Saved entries
##############################

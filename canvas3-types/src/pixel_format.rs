use std::{
    fmt,
    ops::{Index, IndexMut},
};

/// One axis of a [`PixelFormat`].
#[derive(Debug, Copy, Clone, PartialEq, Eq, Hash, PartialOrd, Ord)]
pub enum PixelFormatValue {
    ColorBits = 0,
    AlphaBits = 1,
    DepthBits = 2,
    StencilBits = 3,
    AccumColorBits = 4,
    AccumAlphaBits = 5,
    MultiSamples = 6,
}

impl PixelFormatValue {
    pub const COUNT: usize = 7;

    pub const ALL: [Self; Self::COUNT] = [
        Self::ColorBits,
        Self::AlphaBits,
        Self::DepthBits,
        Self::StencilBits,
        Self::AccumColorBits,
        Self::AccumAlphaBits,
        Self::MultiSamples,
    ];

    /// Maps a letter of a reduction order string to its axis.
    pub fn from_order_char(c: char) -> Option<Self> {
        Some(match c {
            'c' => Self::ColorBits,
            'a' => Self::AlphaBits,
            'd' => Self::DepthBits,
            's' => Self::StencilBits,
            'C' => Self::AccumColorBits,
            'A' => Self::AccumAlphaBits,
            'm' => Self::MultiSamples,
            _ => return None,
        })
    }

    /// Human readable name, as printed in pixel format reports.
    pub const fn name(self) -> &'static str {
        match self {
            Self::ColorBits => "Color",
            Self::AlphaBits => "Alpha",
            Self::DepthBits => "Depth",
            Self::StencilBits => "Stencil",
            Self::AccumColorBits => "AccumColor",
            Self::AccumAlphaBits => "AccumAlpha",
            Self::MultiSamples => "MultiSamples",
        }
    }

    /// Suffix of the configuration keys that describe this axis.
    pub const fn config_name(self) -> &'static str {
        match self {
            Self::ColorBits => "ColorBits",
            Self::AlphaBits => "AlphaBits",
            Self::DepthBits => "DepthBits",
            Self::StencilBits => "StencilBits",
            Self::AccumColorBits => "AccumColorBits",
            Self::AccumAlphaBits => "AccumAlphaBits",
            Self::MultiSamples => "MultiSamples",
        }
    }
}

/// Bit depths requested from the display driver, indexed by [`PixelFormatValue`].
#[derive(Debug, Default, Copy, Clone, PartialEq, Eq, Hash)]
pub struct PixelFormat(pub [i32; PixelFormatValue::COUNT]);

impl PixelFormat {
    pub const fn new(values: [i32; PixelFormatValue::COUNT]) -> Self {
        Self(values)
    }

    pub fn color_bits(&self) -> i32 {
        self[PixelFormatValue::ColorBits]
    }

    pub fn multi_samples(&self) -> i32 {
        self[PixelFormatValue::MultiSamples]
    }
}

impl Index<PixelFormatValue> for PixelFormat {
    type Output = i32;

    fn index(&self, index: PixelFormatValue) -> &Self::Output {
        &self.0[index as usize]
    }
}

impl IndexMut<PixelFormatValue> for PixelFormat {
    fn index_mut(&mut self, index: PixelFormatValue) -> &mut Self::Output {
        &mut self.0[index as usize]
    }
}

impl fmt::Display for PixelFormat {
    fn fmt(&self, f: &mut fmt::Formatter<'_>) -> fmt::Result {
        for (i, value) in PixelFormatValue::ALL.into_iter().enumerate() {
            if i != 0 {
                f.write_str(" ")?;
            }
            write!(f, "{}: {}", value.name(), self[value])?;
        }
        Ok(())
    }
}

##############################

* What you will do
The answer must be a single number: the count of lines in the data that include the word "PartialEq".

* Result
2